Central Limit Theorem

Level 1 - Math II (Physics) topic page in Probability.

Principle

The central limit theorem says that sums and averages of many independent identically distributed variables are approximately normal under broad conditions. The individual observations do not need to be normally distributed.

Notation

\(X_1,X_2,\ldots,X_n\)
independent identically distributed random variables
\(\mu\)
common mean E[X_j]
\(\sigma^2\)
common variance Var(X_j)
\(\overline{X}\)
sample mean random variable
\(n\)
number of observations
\(Z\)
standard normal variable used for approximation

Method

Step 1: Define the average

The sample mean is the random variable formed by adding the observations and dividing by the sample size.

Sample mean
\[\overline{X}=\frac{1}{n}\sum_{j=1}^{n}X_j\]
Normal approximation
\[\overline{X}\approx N\left(\mu,\frac{\sigma^2}{n}\right)\]

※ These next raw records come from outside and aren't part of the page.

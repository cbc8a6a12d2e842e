//! Broker Link
//!
//! Single MQTT client. Commands go out on the send topic; the receive topic
//! and per-instance `status/<id>/log` topics are forwarded to the front ends
//! and `status/<id>` topics drive broker-sourced presence.
//!
//! A status body names its instance; the `<id>` topic segment only addresses
//! the publisher. The link remembers which instance each status topic last
//! announced so an empty status on that topic withdraws the right record.

use std::collections::HashMap;
use std::sync::Arc;
use std::sync::atomic::{AtomicBool, Ordering};

use rumqttc::{AsyncClient, Event, EventLoop, MqttOptions, Packet, QoS};
use tokio::sync::Mutex;
use tokio_util::sync::CancellationToken;
use tracing::{debug, error, info, warn};

use crate::config::BrokerConfig;
use crate::hub::FrontendHub;
use crate::protocol::{FrameError, TopicKind, classify_topic, parse_status};
use crate::registry::Source;
use crate::router::CommandSink;

/// Requests buffered between the client handle and the event loop.
const CLIENT_CAPACITY: usize = 64;

pub struct BrokerLink {
    client: AsyncClient,
    config: BrokerConfig,
    connected: AtomicBool,
    /// Status topic id -> instance its last status announced.
    announced: Mutex<HashMap<String, String>>,
}

impl BrokerLink {
    /// Build the client. Nothing touches the network until the returned
    /// event loop is driven by [`BrokerLink::run`].
    pub fn new(config: BrokerConfig) -> (Arc<Self>, EventLoop) {
        let mut options = MqttOptions::new(&config.client_id, &config.host, config.port);
        options.set_keep_alive(config.keep_alive);

        let (client, eventloop) = AsyncClient::new(options, CLIENT_CAPACITY);
        let link = Arc::new(Self {
            client,
            config,
            connected: AtomicBool::new(false),
            announced: Mutex::new(HashMap::new()),
        });
        (link, eventloop)
    }

    pub fn is_connected(&self) -> bool {
        self.connected.load(Ordering::Relaxed)
    }

    pub fn config(&self) -> &BrokerConfig {
        &self.config
    }

    /// Publish if connected, otherwise drop. At-most-once either way.
    pub fn publish(&self, topic: &str, payload: &str) -> bool {
        if !self.is_connected() {
            debug!(topic = %topic, "broker not connected, dropping publish");
            return false;
        }
        match self
            .client
            .try_publish(topic, QoS::AtMostOnce, false, payload.as_bytes().to_vec())
        {
            Ok(()) => true,
            Err(e) => {
                warn!(topic = %topic, error = %e, "broker publish failed");
                false
            }
        }
    }

    /// Drive the MQTT event loop until `cancel` fires.
    pub async fn run(
        self: Arc<Self>,
        mut eventloop: EventLoop,
        hub: Arc<FrontendHub>,
        cancel: CancellationToken,
    ) {
        info!(host = %self.config.host, port = self.config.port, "starting broker link");

        loop {
            let event = tokio::select! {
                _ = cancel.cancelled() => break,
                event = eventloop.poll() => event,
            };

            match event {
                Ok(Event::Incoming(Packet::ConnAck(_))) => {
                    self.connected.store(true, Ordering::Relaxed);
                    info!(host = %self.config.host, "connected to broker");
                    self.subscribe();
                }
                Ok(Event::Incoming(Packet::Publish(publish))) => {
                    self.handle_publish(&hub, &publish.topic, &publish.payload)
                        .await;
                }
                Ok(Event::Incoming(Packet::Disconnect)) => {
                    self.connected.store(false, Ordering::Relaxed);
                    warn!("broker sent disconnect");
                }
                Ok(_) => {}
                Err(e) => {
                    if self.connected.swap(false, Ordering::Relaxed) {
                        warn!(error = %e, "broker connection lost");
                    } else {
                        debug!(error = %e, "broker connect failed");
                    }
                    tokio::select! {
                        _ = cancel.cancelled() => break,
                        _ = tokio::time::sleep(self.config.reconnect_delay) => {}
                    }
                }
            }
        }

        self.connected.store(false, Ordering::Relaxed);
        debug!("broker link stopped");
    }

    fn subscribe(&self) {
        for topic in [&self.config.status_topic, &self.config.receive_topic] {
            match self.client.try_subscribe(topic.as_str(), QoS::AtMostOnce) {
                Ok(()) => info!(topic = %topic, "subscribed"),
                Err(e) => error!(topic = %topic, error = %e, "subscribe failed"),
            }
        }
    }

    /// Dispatch one inbound publish.
    pub async fn handle_publish(&self, hub: &FrontendHub, topic: &str, payload: &[u8]) {
        let text = String::from_utf8_lossy(payload);

        match classify_topic(topic, &self.config.receive_topic) {
            TopicKind::Receive => hub.broadcast_passthrough(&text).await,
            TopicKind::Log(id) => {
                debug!(instance = %id, "instance log line");
                hub.broadcast_passthrough(&text).await;
            }
            TopicKind::Status(id) => self.handle_status(hub, id, &text).await,
            TopicKind::Unexpected => {
                warn!(topic = %topic, "unexpected broker topic");
            }
        }
    }

    async fn handle_status(&self, hub: &FrontendHub, topic_id: &str, text: &str) {
        if text.is_empty() || topic_id.trim().is_empty() {
            let instance = self
                .announced
                .lock()
                .await
                .remove(topic_id)
                .unwrap_or_else(|| topic_id.to_string());
            let changed = hub
                .apply_presence(|table| table.depart(&instance, &Source::Broker))
                .await;
            if changed {
                info!(topic_id = %topic_id, instance = %instance, "instance left broker");
            }
            return;
        }

        let record = match parse_status(text) {
            Ok(record) => record,
            Err(FrameError::Json(e)) => {
                error!(topic_id = %topic_id, error = %e, "failed to parse instance status");
                return;
            }
            Err(e) => {
                warn!(topic_id = %topic_id, error = %e, "ignoring instance status");
                return;
            }
        };

        let instance = record.instance().to_string();
        let previous = self
            .announced
            .lock()
            .await
            .insert(topic_id.to_string(), instance.clone());

        hub.apply_presence(|table| {
            if let Some(prev) = previous.as_deref().filter(|p| *p != instance) {
                table.depart(prev, &Source::Broker);
            }
            table.upsert(record, Source::Broker);
        })
        .await;
        debug!(topic_id = %topic_id, instance = %instance, "broker status");
    }

    pub fn disconnect(&self) {
        if let Err(e) = self.client.try_disconnect() {
            debug!(error = %e, "broker disconnect");
        }
    }
}

impl CommandSink for BrokerLink {
    fn deliver(&self, payload: &str) -> bool {
        self.publish(&self.config.send_topic, payload)
    }
}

Step 2: Standardise the sample mean

The standard deviation of \(\overline{X}\) is \(\sigma/\sqrt n\). Subtract the mean and divide by this standard deviation.

Exact mean
\[E[\overline{X}]=\mu\]
Exact variance
\[\operatorname{Var}(\overline{X})=\frac{\sigma^2}{n}\]
Exact standard deviation
\[\operatorname{SD}(\overline{X})=\frac{\sigma}{\sqrt n}\]
Standardised average
\[\frac{\overline{X}-\mu}{\sigma/\sqrt n}\approx Z\]

Rules

Sample mean
\[\overline{X}=\frac{1}{n}\sum_{j=1}^{n}X_j\]
CLT for average
\[\overline{X}\approx N\left(\mu,\frac{\sigma^2}{n}\right)\]
CLT standardisation
\[\frac{\overline{X}-\mu}{\sigma/\sqrt n}\approx N(0,1)\]
CLT for sum
\[\sum_{j=1}^{n}X_j\approx N(n\mu,n\sigma^2)\]

Examples

Question
A simulation adds
\[50\]
independent uniform random numbers. What shape should the sum have approximately?
Answer
The individual terms are uniform, but the sum of many independent identically distributed terms is approximately normal by the central limit theorem.

Checks

  • The central limit theorem concerns sums and averages, not each individual observation becoming normal.
  • The variables should be independent and identically distributed in this course statement.
  • The average has variance \(\sigma^2/n\), so its spread shrinks as \(n\) grows.
  • Standardise \(\overline{X}\) using \(\sigma/\sqrt n\).
  • Larger \(n\) usually improves the normal approximation.